There is, of course, no law against picketing. Every one in the United States has as clear a legal right to address another person peaceably on the subject of his belief in selling his work as on the subject of his belief in the tariff. But on the 19th of October ten girls belonging to the Union, who had been talking peaceably on the day before with some of the strike breakers, were suddenly arrested as they were walking quietly along the street, were charged with disorderly conduct, arraigned in the Jefferson Market Court, and fined $1 each. The chairman of the strikers from one shop was set upon by a gang of thugs while he was collecting funds, and beaten and maimed so that he was confined to his bed for weeks.

A girl of nineteen, one of the strikers, as she was walking home one afternoon was attacked in the open daylight by a thug, who struck her in the side and broke one of her ribs. She was in bed for four weeks, and will always be somewhat disabled by her injury. These and other illegal oppressions visited on the strikers roused a number of members of the Woman's Trade-Union League to assist the girls in peaceful picketing.

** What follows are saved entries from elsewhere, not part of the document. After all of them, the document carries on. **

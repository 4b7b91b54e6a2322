//! Typed operator surface: `std::ops` for variables and operations, plus
//! the free mathematical functions.
//!
//! Operators are stamped per (value, derivative) pair. Array categories also
//! accept scalar operands on either side, broadcast over every element.

use std::ops::{Add, Div, Mul, Neg, Sub};

use ndarray::{Array1, Array2};

use crate::expression::{
    AddOp, Binary, BinaryKernel, Broadcast, BroadcastLeft, CosOp, Cwise, DivOp, Dot, ExpOp, LogOp,
    Map, Matmul, MaximumOp, Mean, MinimumOp, MulOp, NegOp, Norm, Outer, PowOp, SinOp, SqrtOp,
    SquareOp, SquaredNorm, SubOp, Sum, Unary, UnaryKernel,
};
use crate::operation::Operation;
use crate::value::{ArrayValue, Derivative, Elementwise, Value};
use crate::variable::{Operand, Variable};

/// Applies the binary kernel `K`.
pub fn binary<K, L, R, D>(
    lhs: impl Operand<L, D>,
    rhs: impl Operand<R, D>,
) -> Operation<K::Output, D>
where
    L: Value,
    R: Value,
    D: Derivative,
    K: BinaryKernel<L, R> + 'static,
{
    Operation::new(Binary::<_, _, K>::new(lhs.into_wrapper(), rhs.into_wrapper()))
}

/// Applies the unary kernel `K`.
pub fn unary<K, A, D>(arg: impl Operand<A, D>) -> Operation<K::Output, D>
where
    A: Value,
    D: Derivative,
    K: UnaryKernel<A> + 'static,
{
    Operation::new(Unary::<_, K>::new(arg.into_wrapper()))
}

macro_rules! impl_bin_op {
    (@rhs $Trait:ident, $method:ident, $Kernel:ty, ($L:ty, $R:ty, $D:ty), $Lhs:ty, [$($Rhs:ty),*]) => {
        $(
            impl $Trait<$Rhs> for $Lhs {
                type Output = Operation<<$Kernel as BinaryKernel<$L, $R>>::Output, $D>;
                #[inline]
                fn $method(self, rhs: $Rhs) -> Self::Output {
                    binary::<$Kernel, $L, $R, $D>(self, rhs)
                }
            }
        )*
    };
    ($Trait:ident, $method:ident, $Kernel:ty, ($L:ty, $R:ty, $D:ty), [$($Lhs:ty),*], $Rhs:tt) => {
        $(
            impl_bin_op!(@rhs $Trait, $method, $Kernel, ($L, $R, $D), $Lhs, $Rhs);
        )*
    };
}

macro_rules! impl_arith {
    ($Op:ident, ($L:ty, $R:ty, $D:ty), $Lhs:tt, $Rhs:tt) => {
        impl_bin_op!(Add, add, $Op<AddOp>, ($L, $R, $D), $Lhs, $Rhs);
        impl_bin_op!(Sub, sub, $Op<SubOp>, ($L, $R, $D), $Lhs, $Rhs);
        impl_bin_op!(Mul, mul, $Op<MulOp>, ($L, $R, $D), $Lhs, $Rhs);
        impl_bin_op!(Div, div, $Op<DivOp>, ($L, $R, $D), $Lhs, $Rhs);
    };
}

macro_rules! impl_neg {
    ($V:ty, $D:ty; $($Lhs:ty),*) => {
        $(
            impl Neg for $Lhs {
                type Output = Operation<$V, $D>;
                #[inline]
                fn neg(self) -> Self::Output {
                    unary::<Map<NegOp>, $V, $D>(self)
                }
            }
        )*
    };
}

macro_rules! impl_category_ops {
    ($V:ty, $D:ty) => {
        impl_arith!(
            Cwise,
            ($V, $V, $D),
            [&Variable<$V, $D>, &Operation<$V, $D>, Operation<$V, $D>],
            [&Variable<$V, $D>, &Operation<$V, $D>, Operation<$V, $D>, $V]
        );
        impl_neg!($V, $D; &Variable<$V, $D>, &Operation<$V, $D>, Operation<$V, $D>);
    };
}

macro_rules! impl_scalar_left_ops {
    ($D:ty) => {
        impl_arith!(
            Cwise,
            (f64, f64, $D),
            [f64],
            [&Variable<f64, $D>, &Operation<f64, $D>, Operation<f64, $D>]
        );
    };
}

macro_rules! impl_broadcast_ops {
    ($V:ty) => {
        impl_arith!(
            Broadcast,
            ($V, f64, Array2<f64>),
            [&Variable<$V, Array2<f64>>, &Operation<$V, Array2<f64>>, Operation<$V, Array2<f64>>],
            [
                f64,
                &Variable<f64, Array2<f64>>,
                &Operation<f64, Array2<f64>>,
                Operation<f64, Array2<f64>>
            ]
        );
        impl_arith!(
            BroadcastLeft,
            (f64, $V, Array2<f64>),
            [
                f64,
                &Variable<f64, Array2<f64>>,
                &Operation<f64, Array2<f64>>,
                Operation<f64, Array2<f64>>
            ],
            [&Variable<$V, Array2<f64>>, &Operation<$V, Array2<f64>>, Operation<$V, Array2<f64>>]
        );
    };
}

impl_category_ops!(f64, f64);
impl_scalar_left_ops!(f64);

impl_category_ops!(f64, Array2<f64>);
impl_scalar_left_ops!(Array2<f64>);
impl_category_ops!(Array1<f64>, Array2<f64>);
impl_category_ops!(Array2<f64>, Array2<f64>);
impl_broadcast_ops!(Array1<f64>);
impl_broadcast_ops!(Array2<f64>);

/// Element-wise `base ** exponent`.
pub fn pow<V: Elementwise, D: Derivative>(
    base: impl Operand<V, D>,
    exponent: impl Operand<V, D>,
) -> Operation<V, D> {
    binary::<Cwise<PowOp>, V, V, D>(base, exponent)
}

/// Every element of `base` raised to a scalar `exponent`.
pub fn powf<V: ArrayValue>(
    base: impl Operand<V, Array2<f64>>,
    exponent: impl Operand<f64, Array2<f64>>,
) -> Operation<V, Array2<f64>> {
    binary::<Broadcast<PowOp>, V, f64, Array2<f64>>(base, exponent)
}

macro_rules! elementwise_fn {
    ($($name:ident => $Op:ty),* $(,)?) => {
        $(
            #[inline]
            pub fn $name<V: Elementwise, D: Derivative>(x: impl Operand<V, D>) -> Operation<V, D> {
                unary::<Map<$Op>, V, D>(x)
            }
        )*
    };
}

elementwise_fn!(
    sin => SinOp,
    cos => CosOp,
    exp => ExpOp,
    log => LogOp,
    sqrt => SqrtOp,
    square => SquareOp,
    minimum => MinimumOp,
    maximum => MaximumOp,
);

macro_rules! reduction_fn {
    ($($(#[$doc:meta])* $name:ident => $Kernel:ty),* $(,)?) => {
        $(
            $(#[$doc])*
            pub fn $name<V: ArrayValue>(
                x: impl Operand<V, Array2<f64>>,
            ) -> Operation<f64, Array2<f64>> {
                unary::<$Kernel, V, Array2<f64>>(x)
            }
        )*
    };
}

reduction_fn!(
    /// Sum of all elements.
    sum => Sum,
    /// Mean of all elements.
    mean => Mean,
    /// Euclidean norm; the Frobenius norm for matrices.
    norm => Norm,
    squared_norm => SquaredNorm,
);

pub fn dot(
    u: impl Operand<Array1<f64>, Array2<f64>>,
    v: impl Operand<Array1<f64>, Array2<f64>>,
) -> Operation<f64, Array2<f64>> {
    binary::<Dot, _, _, _>(u, v)
}

pub fn outer(
    u: impl Operand<Array1<f64>, Array2<f64>>,
    v: impl Operand<Array1<f64>, Array2<f64>>,
) -> Operation<Array2<f64>, Array2<f64>> {
    binary::<Outer, _, _, _>(u, v)
}

/// Matrix product with a vector or a matrix.
pub fn matmul<V>(
    m: impl Operand<Array2<f64>, Array2<f64>>,
    x: impl Operand<V, Array2<f64>>,
) -> Operation<<Matmul as BinaryKernel<Array2<f64>, V>>::Output, Array2<f64>>
where
    V: Value,
    Matmul: BinaryKernel<Array2<f64>, V>,
{
    binary::<Matmul, Array2<f64>, V, Array2<f64>>(m, x)
}
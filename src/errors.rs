//! Error types for the automatic differentiation crate.

use thiserror::Error;

#[derive(Error, Debug, Clone, PartialEq, Eq)]
/// Error variants for graph, function and host operations.
pub enum ADError {
    #[error("no targets provided")]
    /// A function was constructed without target variables.
    NoTargets,
    #[error("cyclic dependency in compiled program")]
    /// The subgraph between sources and targets contains a cycle.
    CyclicDependency,
    #[error("seed is not an actual source of the function")]
    /// `push_tangent_at` was called with a variable outside the compiled sources.
    NotASource,
    #[error("seed is not a target of the function")]
    /// `pull_gradient_at` was called with a variable outside the targets.
    NotATarget,
    #[error("compiled program is stale, call compile() after assigning new expressions")]
    /// A variable of the compiled program changed its expression or was dropped.
    StalePlan,
    #[error("Node not indexed in graph")]
    /// Attempted to access a node that is no longer registered in the graph.
    NodeNotIndexedInGraphErr,
    #[error("no overload of `{name}` matches the given arguments")]
    /// No registered host overload accepts the given arguments.
    NoMatchingOverload { name: String },
    #[error("operands of `{op}` have incompatible shapes {lhs:?} and {rhs:?}")]
    /// A host operator received operands whose shapes do not fit together.
    ShapeMismatch {
        op: String,
        lhs: Vec<usize>,
        rhs: Vec<usize>,
    },
    #[error("Type error: {0}")]
    /// A host object could not be used the way it was asked to.
    TypeError(String),
}

/// Convenience alias for results returned by this crate.
pub type Result<T> = std::result::Result<T, ADError>;
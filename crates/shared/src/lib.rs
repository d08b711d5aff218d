//! Shared types and errors for Splitra.
//!
//! This crate provides the common value types used across all other crates:
//! - Exact decimal money type (`MoneyAmount`) with rounding and formatting
//! - Currency codes and display-format configuration
//! - Typed IDs for type-safe entity references
//! - Money-level error types

pub mod error;
pub mod types;

pub use error::{MoneyError, MoneyResult};
pub use types::{Currency, CurrencyFormat, GroupId, MoneyAmount, PersonId, RecordId, RoundingMode};
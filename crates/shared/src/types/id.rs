//! Typed IDs for type-safe entity references.
//!
//! Using typed IDs prevents accidentally passing a `PersonId` where a
//! `RecordId` is expected.

use serde::{Deserialize, Serialize};
use uuid::Uuid;

/// Macro to generate typed ID wrappers.
macro_rules! typed_id {
    ($name:ident, $doc:expr) => {
        #[doc = $doc]
        #[derive(
            Debug, Clone, Copy, PartialEq, Eq, PartialOrd, Ord, Hash, Serialize, Deserialize,
        )]
        #[serde(transparent)]
        pub struct $name(pub Uuid);

        impl $name {
            /// Creates a new random ID using UUID v7 (time-ordered).
            #[must_use]
            pub fn new() -> Self {
                Self(Uuid::now_v7())
            }

            /// Creates an ID from an existing UUID.
            #[must_use]
            pub const fn from_uuid(uuid: Uuid) -> Self {
                Self(uuid)
            }

            /// Returns the inner UUID.
            #[must_use]
            pub const fn into_inner(self) -> Uuid {
                self.0
            }
        }

        impl Default for $name {
            fn default() -> Self {
                Self::new()
            }
        }

        impl std::fmt::Display for $name {
            fn fmt(&self, f: &mut std::fmt::Formatter<'_>) -> std::fmt::Result {
                write!(f, "{}", self.0)
            }
        }

        impl std::str::FromStr for $name {
            type Err = uuid::Error;

            fn from_str(s: &str) -> Result<Self, Self::Err> {
                Ok(Self(Uuid::parse_str(s)?))
            }
        }
    };
}

typed_id!(PersonId, "Unique identifier for a person (payer or participant).");
typed_id!(RecordId, "Unique identifier for an expense record.");
typed_id!(GroupId, "Unique identifier for an expense-sharing group.");
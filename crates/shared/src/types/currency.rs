//! Currency codes and display-format configuration.
//!
//! The core never holds a process-wide formatter: collaborators build a
//! [`CurrencyFormat`] from their locale preferences and pass it explicitly
//! into formatting and aggregation entry points.

use serde::{Deserialize, Serialize};

/// ISO 4217 currency codes supported by the system.
#[derive(Debug, Clone, Copy, PartialEq, Eq, Hash, Serialize, Deserialize)]
#[serde(rename_all = "UPPERCASE")]
pub enum Currency {
    /// US Dollar
    Usd,
    /// Euro
    Eur,
    /// Indonesian Rupiah
    Idr,
    /// Singapore Dollar
    Sgd,
    /// Japanese Yen
    Jpy,
}

impl Currency {
    /// Number of decimal places in the currency's minor unit.
    ///
    /// JPY has no minor unit; everything else here uses two decimal places.
    #[must_use]
    pub const fn minor_unit_scale(self) -> u32 {
        match self {
            Self::Jpy => 0,
            Self::Usd | Self::Eur | Self::Idr | Self::Sgd => 2,
        }
    }

    /// Display symbol for the currency.
    #[must_use]
    pub const fn symbol(self) -> &'static str {
        match self {
            Self::Usd => "$",
            Self::Eur => "€",
            Self::Idr => "Rp",
            Self::Sgd => "S$",
            Self::Jpy => "¥",
        }
    }
}

impl std::fmt::Display for Currency {
    fn fmt(&self, f: &mut std::fmt::Formatter<'_>) -> std::fmt::Result {
        match self {
            Self::Usd => write!(f, "USD"),
            Self::Eur => write!(f, "EUR"),
            Self::Idr => write!(f, "IDR"),
            Self::Sgd => write!(f, "SGD"),
            Self::Jpy => write!(f, "JPY"),
        }
    }
}

impl std::str::FromStr for Currency {
    type Err = String;

    fn from_str(s: &str) -> Result<Self, Self::Err> {
        match s.to_uppercase().as_str() {
            "USD" => Ok(Self::Usd),
            "EUR" => Ok(Self::Eur),
            "IDR" => Ok(Self::Idr),
            "SGD" => Ok(Self::Sgd),
            "JPY" => Ok(Self::Jpy),
            _ => Err(format!("Unknown currency: {s}")),
        }
    }
}

/// Locale preferences for rendering money values.
///
/// Bundles the currency symbol and minor-unit scale. Collaborators construct
/// one from user settings and pass it wherever a display string or a
/// minor-unit scale is needed.
#[derive(Debug, Clone, PartialEq, Eq, Serialize, Deserialize)]
pub struct CurrencyFormat {
    /// Symbol prepended to formatted amounts (e.g. "$").
    pub symbol: String,
    /// Number of decimal places of the minor unit (e.g. 2 for USD).
    pub scale: u32,
}

impl CurrencyFormat {
    /// Creates a format with an explicit symbol and scale.
    #[must_use]
    pub fn new(symbol: impl Into<String>, scale: u32) -> Self {
        Self {
            symbol: symbol.into(),
            scale,
        }
    }

    /// Creates the standard format for a currency.
    #[must_use]
    pub fn for_currency(currency: Currency) -> Self {
        Self {
            symbol: currency.symbol().to_string(),
            scale: currency.minor_unit_scale(),
        }
    }
}

impl Default for CurrencyFormat {
    fn default() -> Self {
        Self::for_currency(Currency::Usd)
    }
}
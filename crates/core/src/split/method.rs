//! Split methods for dividing an expense between participants.

use std::collections::BTreeMap;

use rust_decimal::Decimal;
use serde::{Deserialize, Serialize};
use splitra_shared::{MoneyAmount, PersonId};

/// How an expense total is divided between its participants.
///
/// Replaces the source app's string-keyed method branching ("Equally",
/// "By Percentage", ...) with a tagged sum type so the engine can match
/// exhaustively.
#[derive(Debug, Clone, PartialEq, Eq, Serialize, Deserialize)]
#[serde(tag = "method", content = "shares", rename_all = "snake_case")]
pub enum SplitMethod {
    /// Every participant owes the same share, up to one minor unit.
    Equal,
    /// Each participant owes a percentage of the total. Percentages must be
    /// non-negative and sum to exactly 100.
    Percentage(BTreeMap<PersonId, Decimal>),
    /// Shares are given directly and must sum to the total exactly.
    Fixed(BTreeMap<PersonId, MoneyAmount>),
    /// Each participant owes in proportion to a weight (e.g. 2 shares of a
    /// vacation house vs 1). Weights must be non-negative with a positive sum.
    Shares(BTreeMap<PersonId, Decimal>),
}

impl SplitMethod {
    /// Stable name for logging and error messages.
    #[must_use]
    pub const fn name(&self) -> &'static str {
        match self {
            Self::Equal => "equal",
            Self::Percentage(_) => "percentage",
            Self::Fixed(_) => "fixed",
            Self::Shares(_) => "shares",
        }
    }
}
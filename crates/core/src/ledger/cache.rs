//! Balance sheet caching using Moka.
//!
//! Balances are recomputed on demand; collaborators that refresh summary
//! views often can put this cache in front of the aggregator. Entries are
//! keyed by a caller-supplied snapshot key (e.g. group id plus revision
//! counter) and must be invalidated on any underlying record change -
//! staleness is tolerated only until the next explicit invalidation.

use std::sync::Arc;
use std::time::Duration;

use moka::sync::Cache;
use splitra_shared::CurrencyFormat;

use super::aggregate::{BalanceAggregator, BalanceSheet};
use super::error::LedgerError;
use super::record::ExpenseRecord;

/// Default cache capacity (number of entries).
const DEFAULT_CACHE_CAPACITY: u64 = 100;

/// Default time-to-live for cache entries (5 minutes).
const DEFAULT_TTL_SECS: u64 = 300;

/// Cache of aggregated balance sheets.
///
/// Thread-safe and suitable for concurrent readers; moka provides the
/// single-writer discipline internally. Failed aggregations are never
/// cached.
#[derive(Clone)]
pub struct BalanceCache {
    cache: Cache<String, Arc<BalanceSheet>>,
}

impl BalanceCache {
    /// Creates a cache with default settings (100 entries, 5 minute TTL).
    #[must_use]
    pub fn new() -> Self {
        Self::with_config(DEFAULT_CACHE_CAPACITY, DEFAULT_TTL_SECS)
    }

    /// Creates a cache with custom capacity and TTL.
    #[must_use]
    pub fn with_config(max_capacity: u64, ttl_secs: u64) -> Self {
        let cache = Cache::builder()
            .max_capacity(max_capacity)
            .time_to_live(Duration::from_secs(ttl_secs))
            .build();

        Self { cache }
    }

    /// Aggregates a record set, returning the cached sheet if the snapshot
    /// key is known.
    ///
    /// # Errors
    ///
    /// Propagates aggregation failures; nothing is cached on failure.
    pub fn aggregate_cached(
        &self,
        snapshot_key: &str,
        records: &[ExpenseRecord],
        format: &CurrencyFormat,
    ) -> Result<Arc<BalanceSheet>, LedgerError> {
        if let Some(cached) = self.cache.get(snapshot_key) {
            return Ok(cached);
        }

        let sheet = Arc::new(BalanceAggregator::aggregate(records, format)?);
        self.cache.insert(snapshot_key.to_string(), Arc::clone(&sheet));
        Ok(sheet)
    }

    /// Invalidates the entry for one snapshot key.
    pub fn invalidate(&self, snapshot_key: &str) {
        tracing::debug!(snapshot_key, "invalidating cached balance sheet");
        self.cache.invalidate(snapshot_key);
    }

    /// Invalidates every cached entry.
    pub fn invalidate_all(&self) {
        tracing::debug!("invalidating all cached balance sheets");
        self.cache.invalidate_all();
    }

    /// Returns the number of entries currently in the cache.
    #[must_use]
    pub fn entry_count(&self) -> u64 {
        self.cache.entry_count()
    }

    /// Runs cache maintenance tasks.
    ///
    /// Moka handles expiry in the background, but calling this explicitly
    /// reclaims memory sooner and makes `entry_count` precise.
    pub fn run_pending_tasks(&self) {
        self.cache.run_pending_tasks();
    }
}

impl Default for BalanceCache {
    fn default() -> Self {
        Self::new()
    }
}
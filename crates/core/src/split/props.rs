//! Property-based tests for split computation.
//!
//! - Exact-sum invariant across methods, totals, counts and scales
//! - Bounded spread for equal splits
//! - Sign symmetry for refunds
//! - Determinism of remainder distribution

use proptest::prelude::*;
use rust_decimal::Decimal;
use splitra_shared::{MoneyAmount, PersonId};

use super::engine::SplitEngine;
use super::method::SplitMethod;

fn people(count: usize) -> Vec<PersonId> {
    (0..count).map(|_| PersonId::new()).collect()
}

fn share_amounts(shares: &[(PersonId, MoneyAmount)]) -> Vec<MoneyAmount> {
    shares.iter().map(|(_, amount)| *amount).collect()
}

/// Strategy for signed totals in minor units (refunds included).
fn total_amount() -> impl Strategy<Value = MoneyAmount> {
    (-10_000_000i64..10_000_000i64).prop_map(|units| MoneyAmount::from_minor_units(units, 2))
}

/// Strategy for participant counts (1 to 20).
fn participant_count() -> impl Strategy<Value = usize> {
    1usize..=20
}

/// Strategy for non-negative integer percentages summing to exactly 100.
///
/// Cut-point construction: sorted cuts in 0..=100 turn into segment widths,
/// which always total 100 and may include zeros.
fn percentages_summing_to_100() -> impl Strategy<Value = Vec<Decimal>> {
    prop::collection::vec(0u32..=100, 1..8).prop_map(|mut cuts| {
        cuts.push(0);
        cuts.push(100);
        cuts.sort_unstable();
        cuts.windows(2)
            .map(|pair| Decimal::from(pair[1] - pair[0]))
            .collect()
    })
}

/// Strategy for weight sets with at least one positive entry.
fn positive_weights() -> impl Strategy<Value = Vec<Decimal>> {
    prop::collection::vec(0u32..1000, 1..=12)
        .prop_filter("needs a positive weight", |weights| {
            weights.iter().any(|w| *w > 0)
        })
        .prop_map(|weights| weights.into_iter().map(Decimal::from).collect())
}

proptest! {
    #![proptest_config(ProptestConfig::with_cases(100))]

    // =========================================================================
    // Exact-sum invariant
    // =========================================================================

    /// *For any* total, count and scale, equal-split shares sum to the total
    /// exactly.
    #[test]
    fn prop_equal_split_sum_exact(
        total in total_amount(),
        count in participant_count(),
        scale in 0u32..=4,
    ) {
        let participants = people(count);
        let shares =
            SplitEngine::compute_shares(total, &participants, &SplitMethod::Equal, scale).unwrap();

        prop_assert_eq!(share_amounts(&shares).iter().sum::<MoneyAmount>(), total);
        prop_assert_eq!(shares.len(), count);
    }

    /// *For any* total representable at the split scale, the spread between
    /// the largest and smallest equal share is at most one minor unit.
    #[test]
    fn prop_equal_split_spread_within_one_unit(
        total in total_amount(),
        count in participant_count(),
    ) {
        let participants = people(count);
        let shares =
            SplitEngine::compute_shares(total, &participants, &SplitMethod::Equal, 2).unwrap();
        let amounts = share_amounts(&shares);

        let max = amounts.iter().copied().max().unwrap();
        let min = amounts.iter().copied().min().unwrap();
        prop_assert!(max - min <= MoneyAmount::from_minor_units(1, 2));
    }

    /// *For any* percentage table summing to 100, shares sum to the total
    /// exactly.
    #[test]
    fn prop_percentage_split_sum_exact(
        total in total_amount(),
        percents in percentages_summing_to_100(),
    ) {
        let participants = people(percents.len());
        let method = SplitMethod::Percentage(
            participants.iter().copied().zip(percents).collect(),
        );
        let shares = SplitEngine::compute_shares(total, &participants, &method, 2).unwrap();

        prop_assert_eq!(share_amounts(&shares).iter().sum::<MoneyAmount>(), total);
    }

    /// *For any* weight set with a positive sum, shares sum to the total
    /// exactly.
    #[test]
    fn prop_weighted_split_sum_exact(
        total in total_amount(),
        weights in positive_weights(),
    ) {
        let participants = people(weights.len());
        let method = SplitMethod::Shares(
            participants.iter().copied().zip(weights).collect(),
        );
        let shares = SplitEngine::compute_shares(total, &participants, &method, 2).unwrap();

        prop_assert_eq!(share_amounts(&shares).iter().sum::<MoneyAmount>(), total);
    }

    // =========================================================================
    // Sign symmetry and determinism
    // =========================================================================

    /// *For any* total, splitting the negated total negates every share.
    #[test]
    fn prop_equal_split_sign_symmetric(
        total in total_amount(),
        count in participant_count(),
    ) {
        let participants = people(count);
        let positive =
            SplitEngine::compute_shares(total, &participants, &SplitMethod::Equal, 2).unwrap();
        let negated =
            SplitEngine::compute_shares(-total, &participants, &SplitMethod::Equal, 2).unwrap();

        for ((_, a), (_, b)) in positive.iter().zip(negated.iter()) {
            prop_assert_eq!(*b, -*a);
        }
    }

    /// *For any* inputs, computing the same split twice gives identical
    /// shares.
    #[test]
    fn prop_split_is_deterministic(
        total in total_amount(),
        weights in positive_weights(),
    ) {
        let participants = people(weights.len());
        let method = SplitMethod::Shares(
            participants.iter().copied().zip(weights).collect(),
        );

        let first = SplitEngine::compute_shares(total, &participants, &method, 2).unwrap();
        let second = SplitEngine::compute_shares(total, &participants, &method, 2).unwrap();
        prop_assert_eq!(first, second);
    }

    // =========================================================================
    // Money arithmetic round-trip
    // =========================================================================

    /// *For any* amounts a and b, `a + b - b == a` exactly.
    #[test]
    fn prop_add_sub_round_trip(
        a in total_amount(),
        b in total_amount(),
    ) {
        prop_assert_eq!(a + b - b, a);
    }
}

Early in November, a policeman arrested Miss Mary E. Dreier, the President of the Woman's Trade-Union League, because she entered into a quiet conversation with one of the strike breakers. Miss Dreier is a woman of large independent means, socially well known throughout New York and Brooklyn. When the sergeant recognized her as she came into the station, he at once discharged her case, reprimanded the officer, and assured Miss Dreier that she would never have been arrested if they had known who she was.

This flat instance of discrimination inspired the officers of the Woman's Trade-Union League to protest to Police Commissioner Baker against the arbitrary oppression of the strikers by the policemen. He was asked to investigate the action of the police. He replied that the pickets would in future receive as much consideration as other people. The attitude of the police did not, however, change.

It was to these events, as Natalya Urusova found, that the foreman of the Bruch factory had referred when he asked the girls, with a sneer, why they didn't join their "sisters." Going to the Union headquarters on Clinton Street, she learned all she could about the Union. Afterward, in the Bruch factory, whenever any complaints arose, she would say casually, in pretended helplessness, "But what can we do? Is there any way to change this?" Vague suggestions of the Union headquarters would arise, and she would inquire into this eagerly and would pretend to allow herself to be led to Clinton Street. So, little by little, as the long hours and low wages and impudence from the foreman continued, she induced about sixty girls to understand about organization and to consider it favorably.

On the evening of the 22d of November, Natalya, and how many others from the factory she could not tell, attended a mass meeting at Cooper Union, of which they had been informed by hand-bills. It was called for the purpose of discussing a general strike of shirt-waist workers in New York City. The hall was packed. Overflow meetings were held at Beethoven Hall, Manhattan Lyceum, and Astoria Hall. In the Cooper Union addresses were delivered by Samuel Gompers, by Miss Dreier, and by many others. Finally, a girl of eighteen asked the chairman for the privilege of the floor. She said: "I have listened to all the speeches. I am one who thinks and feels from the things they describe. I, too, have worked and suffered. I am tired of the talking. I move that we go on a general strike."

The meeting broke into wild applause. The motion was unanimously indorsed. The chairman, Mr. Feigenbaum, a Union officer, rapped on the table. "Do you mean faith?" he called to the workers. "Will you take the old Jewish oath?" Thousands of right hands were held up and the whole audience repeated in Yiddish: [14] "If I turn traitor to the cause I now pledge, may this hand wither from the arm I now raise."

This was the beginning of the general shirt-waist strike. A committee of fifteen girls and one boy was appointed at the Cooper Union meeting, and went from one to the other of the overflow meetings, where the same motion was offered and unanimously indorsed.